Through a public process called negotiated rulemaking, the U.S. Department of Education (ED) will begin debating with stakeholders next week about how to tighten financial regulations of colleges.
A recent article from The Century Foundation (TCF), a nonpartisan think tank, outlined several suggestions to ED for better protecting students and taxpayers from colleges, particularly for-profits, at risk of closing abruptly. Such sudden shutdowns leave students in the lurch and can cost taxpayers millions in federal dollars.
“There’s been a pattern of schools, especially for-profits, enrolling thousands of students, then shutting their doors with no warning,” said Carolyn Fast, senior fellow at TCF and author of the piece, titled “Overhaul Financial Oversight of Colleges to Better Protect Students and Taxpayers.” “The question is, why does this keep happening? And what can the Department do differently to prevent these closures and the harm that comes from them?”
One of the paper’s recommendations is that ED should change how it identifies financially unstable schools—and how frequently schools should report as well as update their financial health to ED. Fast said that there can be a big time lag between when ED gets details about a school’s financial standing to when that school runs into struggles.
“Part of the issue is that the Department seems to identify the problem when it’s already too late,” said Fast. “So, by the time they know the school may have a problem, it might be too late for the Department to take action, and the school has been getting federal funds in the meantime.”
For instance, the paper noted that, despite being almost two years into the pandemic, ED is currently relying on the financial composite scores of colleges based on 2018 and 2019 data. A financial composite score is a single number meant to indicate the financial health of a higher education institution. But in a rapidly changing economy, if that score comes from old data, then Fast questioned how that number can show an accurate picture.
“I think the piece is really spot-on with the call for more information,” said Matthew Bruckner, an associate professor of law at Howard University School of Law. Bruckner is an expert on bankruptcy law in higher education. “The Department makes decisions with big impacts using old information. If you’re on the financial fence, they should instead be asking, what steps are you taking today to address that which you know is coming?”
In contrast, Bruckner pointed out that the U.S. Securities and Exchange Commission (SEC) receives quarterly updates on the financial health of companies. He added that the SEC gets even more frequent updates when a company is undergoing a major financial change. Yet the ED does not require such timely reporting.
Fast’s piece added that ED can do a better job of holding colleges accountable, particularly for-profits that often have been found to deploy predatory lending and recruitment practices on some of the country’s most underserved students.
Dr. William Tierney, university professor emeritus at the University of Southern California (USC), researches for-profit colleges and added that many of the country’s poorest students are left in debt or without a degree when schools suddenly close. And if a student can’t transfer their credits to another school to finish their degree, their loans are discharged with the taxpayer footing the bill.
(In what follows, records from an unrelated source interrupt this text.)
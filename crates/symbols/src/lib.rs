pub mod extract;
pub mod store;

use std::path::Path;

use anyhow::Result;
use serde::{Deserialize, Serialize};
use sha2::Digest;

pub use store::SymbolStore;

#[derive(Debug, Clone, Copy, PartialEq, Eq, Serialize, Deserialize)]
#[serde(rename_all = "lowercase")]
pub enum SymbolKind {
    Function,
    Class,
    Method,
    Variable,
}

impl SymbolKind {
    pub fn as_str(&self) -> &'static str {
        match self {
            SymbolKind::Function => "function",
            SymbolKind::Class => "class",
            SymbolKind::Method => "method",
            SymbolKind::Variable => "variable",
        }
    }

    pub fn parse(s: &str) -> Option<Self> {
        match s {
            "function" => Some(SymbolKind::Function),
            "class" => Some(SymbolKind::Class),
            "method" => Some(SymbolKind::Method),
            "variable" => Some(SymbolKind::Variable),
            _ => None,
        }
    }
}

#[derive(Debug, Clone, Serialize, Deserialize)]
pub struct Symbol {
    pub name: String,
    pub kind: SymbolKind,
    pub file_path: String,
    pub line: usize,
    pub column: usize,
    pub parent: Option<String>,
    pub signature: Option<String>,
    pub docstring: Option<String>,
}

#[derive(Debug, Clone, Copy, Default)]
pub struct IndexOutcome {
    pub scanned: usize,
    pub indexed: usize,
    pub skipped: usize,
    pub removed: usize,
}

/// Index every supported source file under `root` into the repository's
/// `.code_index.db`, re-extracting only files whose content hash changed and
/// dropping records for files that no longer exist.
pub fn index_repository(root: &Path) -> Result<IndexOutcome> {
    let store = SymbolStore::open(root)?;
    let entries = warden_index::walker::walk_workspace(root, &[], 512 * 1024)?;

    let mut outcome = IndexOutcome::default();
    let mut seen = Vec::new();

    for entry in &entries {
        if !extract::supports_language(entry.language) {
            continue;
        }
        outcome.scanned += 1;
        seen.push(entry.rel_path.clone());

        let content = match std::fs::read_to_string(&entry.abs_path) {
            Ok(c) => c,
            Err(e) => {
                tracing::warn!(file = %entry.rel_path, error = %e, "Unreadable; skipping");
                continue;
            }
        };
        let hash = hex::encode(sha2::Sha256::digest(content.as_bytes()));
        if !store.needs_reindex(&entry.rel_path, &hash)? {
            outcome.skipped += 1;
            continue;
        }

        let symbols = extract::extract(&entry.rel_path, &content, entry.language);
        store.replace_file_symbols(&entry.rel_path, &hash, &symbols)?;
        outcome.indexed += 1;
    }

    outcome.removed = store.remove_missing(&seen)?;
    Ok(outcome)
}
“We’ve had enough cases of this now to know what the problem is: it’s either the consumer or citizen who gets screwed,” said Tierney on the abrupt closures of several for-profit colleges in recent years, including Corinthian Colleges and ITT Tech. “There has to be accountability on the front-end not the back-end. I’m not comfortable with ‘buyer beware.’”
Daniel Zibel, vice president and chief counsel as well as cofounder of the National Student Legal Defense Network, agreed with the call for front-end changes. The National Student Legal Defense Network is a nonpartisan, nonprofit organization focused on students’ rights to educational opportunity using litigation and advocacy.
“When people enroll at a college, they are seeking a leg-up, a chance at economic mobility, and when a school closes while you’re in the middle of an education, that is incredibly disruptive,” said Zibel. “I think the Department should be doing everything they can on the front-end to make sure students are protected.”
Yet Tierney noted that for-profit college regulations have been “a yo-yo” between presidential administrations over the last few years.
“When you have somebody who ran an illegitimate for-profit college, meaning Trump, and he works at getting rid of all the regulations, and then Biden comes in, well, we can do something now,” said Tierney. “But we’re not doing enough. It’s a problem.”
Bruckner emphasized that state-based regulators also have a responsibility “to ensure that the education being provided is a good education—and that the students are not likely to move or lose credits midway through their degree.”
Yet Fast said that she remains hopeful for next week’s negotiated rulemaking and what changes ED may bring about. Fast will be one of the negotiators during rulemaking. One additional point she will keep an eye out for is if ED will work on “bright-line rules,” or actions the Department must take when a college is deemed highly financially unstable. These “bright-line rules” could push ED to take more preventive measures.
“I am optimistic,” said Fast. “I think the Department is committed to working hard on this issue and coming up with practical solutions.”